Carlo and Jane Hill at a Dell'Arte party
"He believed that mime was the basis of theater -- `Who invented the alphabet? Mimes, probably illiterates.' He saw how the European performing traditions could influence classic and contemporary plays from Shakespeare to Fo, and when he came to America, that was his mission," Schirle said.
"Carlo was both my mentor and my partner, and no matter what arguments we might have or frustrations with each other, one of his lessons was that `The partner is always the best partner.' I will miss him terribly."
Forrest echoes Schirle in pointing to the man as a personal mentor, one who "provoked" him to become a better actor.

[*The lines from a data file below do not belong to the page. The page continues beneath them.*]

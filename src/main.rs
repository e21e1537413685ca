// ============================================================================
// CAMPUSCONNECT DASHBOARD SERVER
// ============================================================================

// - Campus email sign-in gate with session tokens
// - Feed, marketplace, events, services and Q&A areas
// - Search / category / status filtering over in-memory stores
// - Like, save, favorite and register toggles
// - Input validation
// - Structured logging

use campus_connect::{AppState, Config, router};
use tracing::info;
use tracing_subscriber::EnvFilter;

#[tokio::main]
async fn main() -> anyhow::Result<()> {
    dotenvy::dotenv().ok();

    // Initialize logging
    tracing_subscriber::fmt()
        .with_env_filter(
            EnvFilter::try_from_default_env()
                .unwrap_or_else(|_| EnvFilter::new("campus_connect=info,tower_http=info")),
        )
        .with_target(false)
        .compact()
        .init();

    let config = Config::from_env()?;
    let addr = config.bind_addr.clone();
    let seeded = config.seed_demo;

    let state = AppState::new(config);
    let app = router(state);

    let listener = tokio::net::TcpListener::bind(&addr).await?;

    info!("Server running on http://{}", addr);
    if seeded {
        info!("Demo data loaded");
    }
    info!("API Endpoints:");
    info!("  GET    /health                          - Health check");
    info!("  POST   /auth/signin                     - Sign in with campus email");
    info!("  GET    /dashboard                       - Tabs and counts (auth)");
    info!("  GET    /profile/me                      - Own profile (auth)");
    info!("  PUT    /profile/me                      - Edit profile (auth)");
    info!("  GET    /{{area}}?q=&category=&status=     - Filtered list (auth)");
    info!("  POST   /{{area}}                          - Create item (auth)");
    info!("  POST   /{{area}}/:id/toggle/:flag         - Toggle flag (auth)");
    info!("  areas: posts, listings, events, services, questions");

    axum::serve(listener, app).await?;

    Ok(())
}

But even more important is the way his influence shaped the course of theater and the vision of the Dell'Arte Company.
From the left, Donald Forrest, Carlo Mazzone-Clementi, Michael fields and Joan Schirle.
"Carlo believed that the old style was dead, that even though it has been dealt a mortal blow and is still walking around on Broadway, it's gonna die.
"When you look at theater commerce today, the tickets cost more and more and fewer and fewer people go to the theater. But at the time of vaudeville and before, theater was popular culture. Carlo always believed that the work we were doing with our company in particular was the emerging force in a new popular theater."
Carlo Mazzone-Clementi died from complications following heart surgery in San Francisco Nov. 5.